My CPA told me that having amounts like $25K or so previous to the current calendar year is irrelevant and just additional paperwork. The IRS is looking for people who have huge amounts of money sitting and accumulating interest. They are not going to chase and trouble individuals who have no intent to do money laundering or not gaining any significant interest.
This is an imaginative post by some users. I am sure his CPA won’t stand behind this statement and will never give this statement on paper. FBAR may sound like a complex legal requirement but basics are fairly simple. If you are a US person (regardless of your visa status), you have a foreign account with a balance of $10K or more at any given time during last year than you need to file FBAR. If your CPA or financial advisor is telling you otherwise then you should get it in writing or email. Even if you have this kind of advice in writing it may not protect you from penalties but it may help in avoiding the criminal penalties.
I found another post that says that IRS had suspended FBAR during the year 2010. You can read it online at trackitt.com
The Internal Revenue Service has temporarily suspended the requirement to file a Report of Foreign Bank and Financial Accounts for the 2009 and earlier calendar years, for people who are not U.S. citizens, residents or domestic entities.

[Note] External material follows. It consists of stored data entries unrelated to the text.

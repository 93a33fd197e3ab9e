/// Trait for parametric objects whose directions can be traversed backwards.
pub trait Reversible: Clone {
    /// Reverses the parametrization along `direction` in place.
    fn reverse(&mut self, direction: usize);

    fn reversed(&self, direction: usize) -> Self {
        let mut rev = self.clone();
        rev.reverse(direction);
        rev
    }
}
use std::fmt;

use itertools::Itertools;
use simba::scalar::SupersetOf;

use crate::error::{GeometryError, GeometryResult};
use crate::knot::KnotVector;
use crate::misc::{knot_tolerance, FloatingPoint, Reversible};

use super::{BasisFunctionValue, BoundarySide};

/// Largest number of parametric directions of a function space
pub const MAX_DIMENSION: usize = 3;

/// Tensor-product B-spline function space.
/// One open knot vector and one polynomial degree per parametric direction.
#[derive(Clone, Debug, PartialEq)]
#[cfg_attr(feature = "serde", derive(serde::Serialize, serde::Deserialize))]
pub struct FunctionSpace<T> {
    degrees: Vec<usize>,
    knots: Vec<KnotVector<T>>,
}

impl<T: FloatingPoint> FunctionSpace<T> {
    /// Create a function space from degrees and knot vectors, checking every direction.
    /// # Example
    /// ```
    /// use isopatch::prelude::*;
    /// let space = FunctionSpace::try_new(
    ///     vec![1],
    ///     vec![KnotVector::new(vec![0., 0., 0.5, 1., 1.])],
    /// ).unwrap();
    /// assert_eq!(space.number(0), 3);
    ///
    /// let malformed =
    ///     FunctionSpace::try_new(vec![2], vec![KnotVector::new(vec![0., 0., 1., 1.])]);
    /// assert!(malformed.is_err());
    /// ```
    pub fn try_new(degrees: Vec<usize>, knots: Vec<KnotVector<T>>) -> GeometryResult<Self> {
        if degrees.len() != knots.len() {
            return Err(GeometryError::InvalidTopology(format!(
                "{} degrees given for {} knot vectors",
                degrees.len(),
                knots.len()
            )));
        }
        if degrees.is_empty() || degrees.len() > MAX_DIMENSION {
            return Err(GeometryError::InvalidTopology(format!(
                "a function space has 1 to {} directions, got {}",
                MAX_DIMENSION,
                degrees.len()
            )));
        }
        for (degree, knots) in degrees.iter().zip(knots.iter()) {
            knots.validate(*degree)?;
        }
        Ok(Self { degrees, knots })
    }

    /// Minimal open B-spline basis of `degree` on [0, 1], i.e. the Bernstein basis.
    /// # Example
    /// ```
    /// use isopatch::prelude::*;
    /// let space = FunctionSpace::<f64>::primitive(2);
    /// assert_eq!(space.knots(0).to_vec(), vec![0., 0., 0., 1., 1., 1.]);
    /// assert_eq!(space.number(0), 3);
    /// ```
    pub fn primitive(degree: usize) -> Self {
        Self {
            degrees: vec![degree],
            knots: vec![KnotVector::open_uniform(degree + 1, degree)],
        }
    }

    /// Open uniform space of `n` basis functions of `degree` on [0, 1].
    pub fn try_uniform(n: usize, degree: usize) -> GeometryResult<Self> {
        if n < degree + 1 {
            return Err(GeometryError::InvalidTopology(format!(
                "{} control points cannot carry degree {} (at least {} needed)",
                n,
                degree,
                degree + 1
            )));
        }
        Ok(Self {
            degrees: vec![degree],
            knots: vec![KnotVector::open_uniform(n, degree)],
        })
    }

    /// Tensor product of the given spaces, their directions concatenated in order.
    pub fn try_tensor(spaces: &[FunctionSpace<T>]) -> GeometryResult<Self> {
        let degrees = spaces.iter().flat_map(|s| s.degrees.clone()).collect();
        let knots = spaces.iter().flat_map(|s| s.knots.clone()).collect();
        Self::try_new(degrees, knots)
    }

    /// Bivariate Bernstein space of the given degrees on [0, 1]^2.
    pub fn rectangular(degree_u: usize, degree_v: usize) -> Self {
        let u = Self::primitive(degree_u);
        let v = Self::primitive(degree_v);
        Self {
            degrees: vec![degree_u, degree_v],
            knots: vec![u.knots[0].clone(), v.knots[0].clone()],
        }
    }

    /// Trivariate Bernstein space of the given degrees on [0, 1]^3.
    pub fn cuboid(degree_u: usize, degree_v: usize, degree_w: usize) -> Self {
        let degrees = vec![degree_u, degree_v, degree_w];
        let knots = degrees
            .iter()
            .map(|p| KnotVector::open_uniform(p + 1, *p))
            .collect();
        Self { degrees, knots }
    }

    pub fn dimension(&self) -> usize {
        self.degrees.len()
    }

    pub fn degree(&self, direction: usize) -> usize {
        self.degrees[direction]
    }

    pub fn degrees(&self) -> &[usize] {
        &self.degrees
    }

    pub fn knots(&self, direction: usize) -> &KnotVector<T> {
        &self.knots[direction]
    }

    pub fn knot_vectors(&self) -> &[KnotVector<T>] {
        &self.knots
    }

    /// Number of control points (basis functions) in `direction`
    pub fn number(&self, direction: usize) -> usize {
        self.knots[direction].number_of_basis(self.degrees[direction])
    }

    /// Number of control points per direction
    pub fn numbers(&self) -> Vec<usize> {
        (0..self.dimension()).map(|d| self.number(d)).collect()
    }

    pub fn total_number(&self) -> usize {
        self.numbers().iter().product()
    }

    pub fn domain(&self, direction: usize) -> (T, T) {
        self.knots[direction].domain(self.degrees[direction])
    }

    /// Check if a parametric point lies in the domain (within the knot tolerance)
    pub fn is_inside(&self, xi: &[T]) -> bool {
        let tol = knot_tolerance::<T>();
        xi.len() == self.dimension()
            && xi.iter().enumerate().all(|(d, x)| {
                let (a, b) = self.domain(d);
                *x >= a - tol && *x <= b + tol
            })
    }

    /// Linear index of a structured index, the first direction running fastest
    pub fn linear_index(&self, index: &[usize]) -> usize {
        let mut stride = 1;
        let mut linear = 0;
        for (d, i) in index.iter().enumerate() {
            linear += i * stride;
            stride *= self.number(d);
        }
        linear
    }

    /// Structured index of a linear index
    pub fn structured_index(&self, mut linear: usize) -> Vec<usize> {
        (0..self.dimension())
            .map(|d| {
                let n = self.number(d);
                let i = linear % n;
                linear /= n;
                i
            })
            .collect()
    }

    /// Evaluate all basis functions not vanishing at `xi`, with their first and second derivatives.
    /// Parameters outside the domain are clamped onto it.
    ///
    /// # Example
    /// ```
    /// use isopatch::prelude::*;
    /// let space = FunctionSpace::<f64>::rectangular(2, 1);
    /// let basis = space.evaluate_basis(&[0.5, 0.25]).unwrap();
    /// assert_eq!(basis.len(), 6);
    /// let sum: f64 = basis.iter().map(|b| b.value()).sum();
    /// assert!((sum - 1.0).abs() < 1e-12);
    /// ```
    pub fn evaluate_basis(&self, xi: &[T]) -> GeometryResult<Vec<BasisFunctionValue<T>>> {
        if xi.len() != self.dimension() {
            return Err(GeometryError::InvalidTopology(format!(
                "expected {} parametric coordinates, got {}",
                self.dimension(),
                xi.len()
            )));
        }

        let per_direction = (0..self.dimension())
            .map(|d| {
                let degree = self.degrees[d];
                let knots = &self.knots[d];
                let u = knots.clamp(degree, xi[d]);
                let span = knots.find_knot_span_index(self.number(d) - 1, degree, u);
                let ders = knots.derivative_basis_functions(span, u, degree, 2);
                (span - degree, ders)
            })
            .collect_vec();

        let basis = per_direction
            .iter()
            .map(|(_, ders)| 0..ders[0].len())
            .multi_cartesian_product()
            .map(|local| {
                let index = local
                    .iter()
                    .enumerate()
                    .map(|(d, l)| per_direction[d].0 + l)
                    .collect_vec();
                let product = |orders: &dyn Fn(usize) -> usize| {
                    local.iter().enumerate().fold(T::one(), |acc, (d, l)| {
                        acc * per_direction[d].1[orders(d)][*l]
                    })
                };

                let mut value = BasisFunctionValue::new(self.linear_index(&index), product(&|_| 0));
                for i in 0..self.dimension() {
                    value.set_derivative(i, product(&|d| usize::from(d == i)));
                    for j in i..self.dimension() {
                        let second = product(&|d| usize::from(d == i) + usize::from(d == j));
                        value.set_second_derivative(i, j, second);
                    }
                }
                value
            })
            .collect();

        Ok(basis)
    }

    /// Function space of a boundary side, made of the directions running along it.
    pub fn boundary_space(&self, side: BoundarySide) -> GeometryResult<Self> {
        if self.dimension() < 2 || !side.is_valid_for(self.dimension()) {
            return Err(GeometryError::InvalidTopology(format!(
                "a {}-dimensional space has no boundary space on {}",
                self.dimension(),
                side
            )));
        }
        let directions = side.tangential_directions(self.dimension());
        Ok(Self {
            degrees: directions.iter().map(|d| self.degrees[*d]).collect(),
            knots: directions.iter().map(|d| self.knots[*d].clone()).collect(),
        })
    }

    /// Linear indices of the control points lying on a boundary side.
    /// The indices follow the side's own ordering: its first tangential direction runs fastest.
    /// # Example
    /// ```
    /// use isopatch::prelude::*;
    /// let space = FunctionSpace::<f64>::rectangular(1, 2);
    /// assert_eq!(space.boundary_indices(BoundarySide::U1), vec![1, 3, 5]);
    /// assert_eq!(space.boundary_indices(BoundarySide::V0), vec![0, 1]);
    /// ```
    pub fn boundary_indices(&self, side: BoundarySide) -> Vec<usize> {
        let dimension = self.dimension();
        if !side.is_valid_for(dimension) {
            return vec![];
        }
        let fixed = if side.is_max() {
            self.number(side.direction()) - 1
        } else {
            0
        };
        let tangential = side.tangential_directions(dimension);
        let total: usize = tangential.iter().map(|d| self.number(*d)).product();

        (0..total)
            .map(|mut local| {
                let mut index = vec![0; dimension];
                index[side.direction()] = fixed;
                for d in tangential.iter() {
                    let n = self.number(*d);
                    index[*d] = local % n;
                    local /= n;
                }
                self.linear_index(&index)
            })
            .collect()
    }

    /// Replace the knot vector and degree of one direction.
    pub(crate) fn with_direction(
        &self,
        direction: usize,
        degree: usize,
        knots: KnotVector<T>,
    ) -> Self {
        let mut space = self.clone();
        space.degrees[direction] = degree;
        space.knots[direction] = knots;
        space
    }

    /// Append a direction to the space, as used when lofting sections.
    pub fn try_extruded(&self, degree: usize, knots: KnotVector<T>) -> GeometryResult<Self> {
        let mut degrees = self.degrees.clone();
        degrees.push(degree);
        let mut all = self.knots.clone();
        all.push(knots);
        Self::try_new(degrees, all)
    }

    /// Whether two spaces share degrees and knots within the knot tolerance
    pub fn approx_eq(&self, other: &Self) -> bool {
        let tol = knot_tolerance::<T>();
        self.degrees == other.degrees
            && self
                .knots
                .iter()
                .zip(other.knots.iter())
                .all(|(a, b)| a.approx_eq(b, tol))
    }

    /// Cast the function space to another floating point type
    pub fn cast<F: FloatingPoint + SupersetOf<T>>(&self) -> FunctionSpace<F> {
        FunctionSpace {
            degrees: self.degrees.clone(),
            knots: self.knots.iter().map(|k| k.cast()).collect(),
        }
    }
}

impl<T: FloatingPoint> Reversible for FunctionSpace<T> {
    fn reverse(&mut self, direction: usize) {
        self.knots[direction] = self.knots[direction].reversed();
    }
}

impl<T: FloatingPoint> fmt::Display for FunctionSpace<T> {
    fn fmt(&self, f: &mut fmt::Formatter<'_>) -> fmt::Result {
        writeln!(
            f,
            "FunctionSpace dimension: {}, degrees: {:?}, numbers: {:?}",
            self.dimension(),
            self.degrees,
            self.numbers()
        )?;
        for (d, k) in self.knots.iter().enumerate() {
            let values: Vec<f64> = k.iter().map(|v| convert_to_f64(*v)).collect();
            writeln!(f, "  knots[{}]: {:?}", d, values)?;
        }
        Ok(())
    }
}

fn convert_to_f64<T: FloatingPoint>(v: T) -> f64 {
    v.to_f64().unwrap_or(f64::NAN)
}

Announcement 2010-16 temporarily suspends the requirement to file Form TD F 90-22.1, also known as the FBAR, as the IRS tries to clear up the definition of “United States person.” In addition, the IRS issued Notice 2010-23, which provides FBAR filing relief for some persons with signature authority and who own commingled funds.
In October 2008, the IRS published a revised FBAR form, together with accompanying instructions, changing the definition of “United States person.” The IRS received numerous questions and comments from the public concerning the changed definition. In response, and to reduce the burden on the public, the IRS issued Announcement 2009-51, 2009-25 I.R.B. 1105, which directed people to refer to the definition of “United States person” in the July 2000 version of the FBAR instructions to determine if they had a filing obligation.
Once again, this is an online post. Do not rely on such communications unless you have personally written to IRS and got similar advice in the mail by the IRS. Even if you receive such communication in the mail by IRS, you will still be required to file FBAR but you may not have to penalty for that specific period of time.
FBAR law is much simpler than most people think. The issue is that many US persons with accounts in foreign countries have not filed FBAR for years and now they are willing to file the FBAR but do not want to file because penalties for previous years are huge. There is an amnesty program that can help in cleaning up the mess but you are still required to pay some penalties.
We strongly recommend our readers “NOT TO DEPEND” upon online blogs and other media. Please speak with your CPA or get written advice from the IRS. Our bias allows us to find blog posts in our favor but we may ignore the official blogs of the CPA and IRS website for real advice. Don’t be a victim of misinformation. This won’t protect you from penalties.